**AVAILABLE DATA**

##############################

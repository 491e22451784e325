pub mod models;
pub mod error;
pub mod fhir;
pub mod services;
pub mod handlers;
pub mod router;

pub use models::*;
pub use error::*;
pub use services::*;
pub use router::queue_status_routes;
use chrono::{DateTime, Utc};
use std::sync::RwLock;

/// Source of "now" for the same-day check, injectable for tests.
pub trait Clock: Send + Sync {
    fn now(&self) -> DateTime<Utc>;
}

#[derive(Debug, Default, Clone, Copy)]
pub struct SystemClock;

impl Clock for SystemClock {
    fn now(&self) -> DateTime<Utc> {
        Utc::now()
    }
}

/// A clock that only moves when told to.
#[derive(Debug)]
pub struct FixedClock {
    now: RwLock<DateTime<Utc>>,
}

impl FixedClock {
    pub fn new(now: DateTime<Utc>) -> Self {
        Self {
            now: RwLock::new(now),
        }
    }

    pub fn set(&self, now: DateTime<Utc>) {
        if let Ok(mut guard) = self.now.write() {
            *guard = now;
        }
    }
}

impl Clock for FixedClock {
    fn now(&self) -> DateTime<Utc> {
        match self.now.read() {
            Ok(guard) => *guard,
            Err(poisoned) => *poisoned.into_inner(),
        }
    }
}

##############################

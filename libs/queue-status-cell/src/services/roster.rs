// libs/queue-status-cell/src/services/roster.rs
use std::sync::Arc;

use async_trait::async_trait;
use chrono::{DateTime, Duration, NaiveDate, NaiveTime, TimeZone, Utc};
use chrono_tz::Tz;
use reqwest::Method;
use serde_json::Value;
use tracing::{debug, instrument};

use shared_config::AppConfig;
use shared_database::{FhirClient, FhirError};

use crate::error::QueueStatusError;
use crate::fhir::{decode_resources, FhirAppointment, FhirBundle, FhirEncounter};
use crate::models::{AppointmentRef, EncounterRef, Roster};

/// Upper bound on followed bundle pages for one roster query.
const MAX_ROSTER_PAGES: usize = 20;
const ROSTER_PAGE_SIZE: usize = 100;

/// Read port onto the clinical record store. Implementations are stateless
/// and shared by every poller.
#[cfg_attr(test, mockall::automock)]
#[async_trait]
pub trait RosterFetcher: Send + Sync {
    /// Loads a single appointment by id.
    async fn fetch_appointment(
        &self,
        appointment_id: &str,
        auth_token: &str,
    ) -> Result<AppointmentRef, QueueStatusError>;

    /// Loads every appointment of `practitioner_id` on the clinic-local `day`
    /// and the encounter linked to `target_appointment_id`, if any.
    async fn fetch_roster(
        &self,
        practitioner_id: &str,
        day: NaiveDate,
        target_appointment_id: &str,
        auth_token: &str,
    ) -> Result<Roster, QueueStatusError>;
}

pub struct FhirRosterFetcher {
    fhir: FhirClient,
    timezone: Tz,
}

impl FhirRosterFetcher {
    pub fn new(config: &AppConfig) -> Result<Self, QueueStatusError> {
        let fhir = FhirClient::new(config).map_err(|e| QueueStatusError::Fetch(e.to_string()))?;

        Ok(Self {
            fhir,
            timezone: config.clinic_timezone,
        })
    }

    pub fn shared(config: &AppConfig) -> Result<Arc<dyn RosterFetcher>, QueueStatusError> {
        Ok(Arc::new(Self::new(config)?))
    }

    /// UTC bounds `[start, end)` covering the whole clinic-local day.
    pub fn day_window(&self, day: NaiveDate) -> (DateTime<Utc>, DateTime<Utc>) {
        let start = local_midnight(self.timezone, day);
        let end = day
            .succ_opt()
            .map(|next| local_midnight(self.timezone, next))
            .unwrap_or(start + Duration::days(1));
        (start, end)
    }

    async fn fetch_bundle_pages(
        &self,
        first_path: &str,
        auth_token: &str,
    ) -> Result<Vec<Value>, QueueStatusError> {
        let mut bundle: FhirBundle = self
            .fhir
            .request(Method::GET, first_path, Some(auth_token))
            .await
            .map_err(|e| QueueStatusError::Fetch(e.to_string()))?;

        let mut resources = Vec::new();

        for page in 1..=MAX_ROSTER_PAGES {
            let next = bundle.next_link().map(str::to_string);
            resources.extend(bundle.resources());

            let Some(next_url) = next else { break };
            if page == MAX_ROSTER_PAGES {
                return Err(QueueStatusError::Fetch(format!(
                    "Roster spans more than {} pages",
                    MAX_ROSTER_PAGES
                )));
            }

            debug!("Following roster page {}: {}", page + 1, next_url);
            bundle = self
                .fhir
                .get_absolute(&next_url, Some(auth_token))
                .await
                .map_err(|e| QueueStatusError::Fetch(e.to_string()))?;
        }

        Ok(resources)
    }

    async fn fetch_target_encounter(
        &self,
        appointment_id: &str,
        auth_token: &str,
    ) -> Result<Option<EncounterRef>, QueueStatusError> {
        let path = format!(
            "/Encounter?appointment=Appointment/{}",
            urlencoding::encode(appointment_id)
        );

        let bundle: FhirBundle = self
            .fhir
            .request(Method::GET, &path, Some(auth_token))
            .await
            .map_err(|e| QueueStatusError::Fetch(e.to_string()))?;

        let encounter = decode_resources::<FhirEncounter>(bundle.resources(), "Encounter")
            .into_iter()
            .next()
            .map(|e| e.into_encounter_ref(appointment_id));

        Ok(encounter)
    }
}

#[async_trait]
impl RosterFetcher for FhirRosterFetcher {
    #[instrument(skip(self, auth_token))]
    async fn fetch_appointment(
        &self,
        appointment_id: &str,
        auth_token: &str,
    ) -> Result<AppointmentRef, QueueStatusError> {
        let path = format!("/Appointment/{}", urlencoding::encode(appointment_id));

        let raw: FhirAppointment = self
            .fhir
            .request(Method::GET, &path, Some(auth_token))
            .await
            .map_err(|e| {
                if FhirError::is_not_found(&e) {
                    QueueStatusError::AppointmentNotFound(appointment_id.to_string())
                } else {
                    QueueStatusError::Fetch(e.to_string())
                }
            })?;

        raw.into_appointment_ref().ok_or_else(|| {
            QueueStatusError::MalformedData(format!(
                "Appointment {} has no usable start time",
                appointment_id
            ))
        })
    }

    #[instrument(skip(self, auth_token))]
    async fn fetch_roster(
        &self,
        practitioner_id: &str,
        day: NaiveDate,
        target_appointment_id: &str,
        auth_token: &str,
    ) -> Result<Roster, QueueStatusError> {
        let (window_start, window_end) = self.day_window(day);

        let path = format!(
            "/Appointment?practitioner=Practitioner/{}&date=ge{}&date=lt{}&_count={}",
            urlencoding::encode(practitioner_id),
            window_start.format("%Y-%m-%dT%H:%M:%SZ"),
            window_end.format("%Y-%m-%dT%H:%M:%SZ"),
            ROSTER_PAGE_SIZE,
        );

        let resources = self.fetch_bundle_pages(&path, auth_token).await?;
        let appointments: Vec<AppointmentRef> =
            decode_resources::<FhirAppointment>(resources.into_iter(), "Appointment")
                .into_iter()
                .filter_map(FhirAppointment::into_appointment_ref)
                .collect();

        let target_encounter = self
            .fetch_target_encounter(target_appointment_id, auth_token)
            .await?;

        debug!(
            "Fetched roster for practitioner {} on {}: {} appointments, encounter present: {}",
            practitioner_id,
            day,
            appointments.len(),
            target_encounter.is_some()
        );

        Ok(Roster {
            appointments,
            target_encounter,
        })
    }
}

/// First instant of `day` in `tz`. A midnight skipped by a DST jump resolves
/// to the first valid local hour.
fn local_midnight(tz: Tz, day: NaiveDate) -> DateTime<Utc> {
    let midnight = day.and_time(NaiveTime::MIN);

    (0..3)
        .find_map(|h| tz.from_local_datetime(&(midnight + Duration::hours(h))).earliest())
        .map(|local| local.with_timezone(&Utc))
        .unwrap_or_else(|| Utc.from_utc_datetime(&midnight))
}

##############################

**WHAT IS NEEDED**
Reproduce only the lines above, starting at the line with "let fhir = FhirClient::new(config).map_err(|e|" and ending at the line with "for page in", exactly as written.

**ANSWER BOX**
        let fhir = FhirClient::new(config).map_err(|e| QueueStatusError::Fetch(e.to_string()))?;

        Ok(Self {
            fhir,
            timezone: config.clinic_timezone,
        })
    }

    pub fn shared(config: &AppConfig) -> Result<Arc<dyn RosterFetcher>, QueueStatusError> {
        Ok(Arc::new(Self::new(config)?))
    }

    /// UTC bounds `[start, end)` covering the whole clinic-local day.
    pub fn day_window(&self, day: NaiveDate) -> (DateTime<Utc>, DateTime<Utc>) {
        let start = local_midnight(self.timezone, day);
        let end = day
            .succ_opt()
            .map(|next| local_midnight(self.timezone, next))
            .unwrap_or(start + Duration::days(1));
        (start, end)
    }

    async fn fetch_bundle_pages(
        &self,
        first_path: &str,
        auth_token: &str,
    ) -> Result<Vec<Value>, QueueStatusError> {
        let mut bundle: FhirBundle = self
            .fhir
            .request(Method::GET, first_path, Some(auth_token))
            .await
            .map_err(|e| QueueStatusError::Fetch(e.to_string()))?;

        let mut resources = Vec::new();

        for page in 1..=MAX_ROSTER_PAGES {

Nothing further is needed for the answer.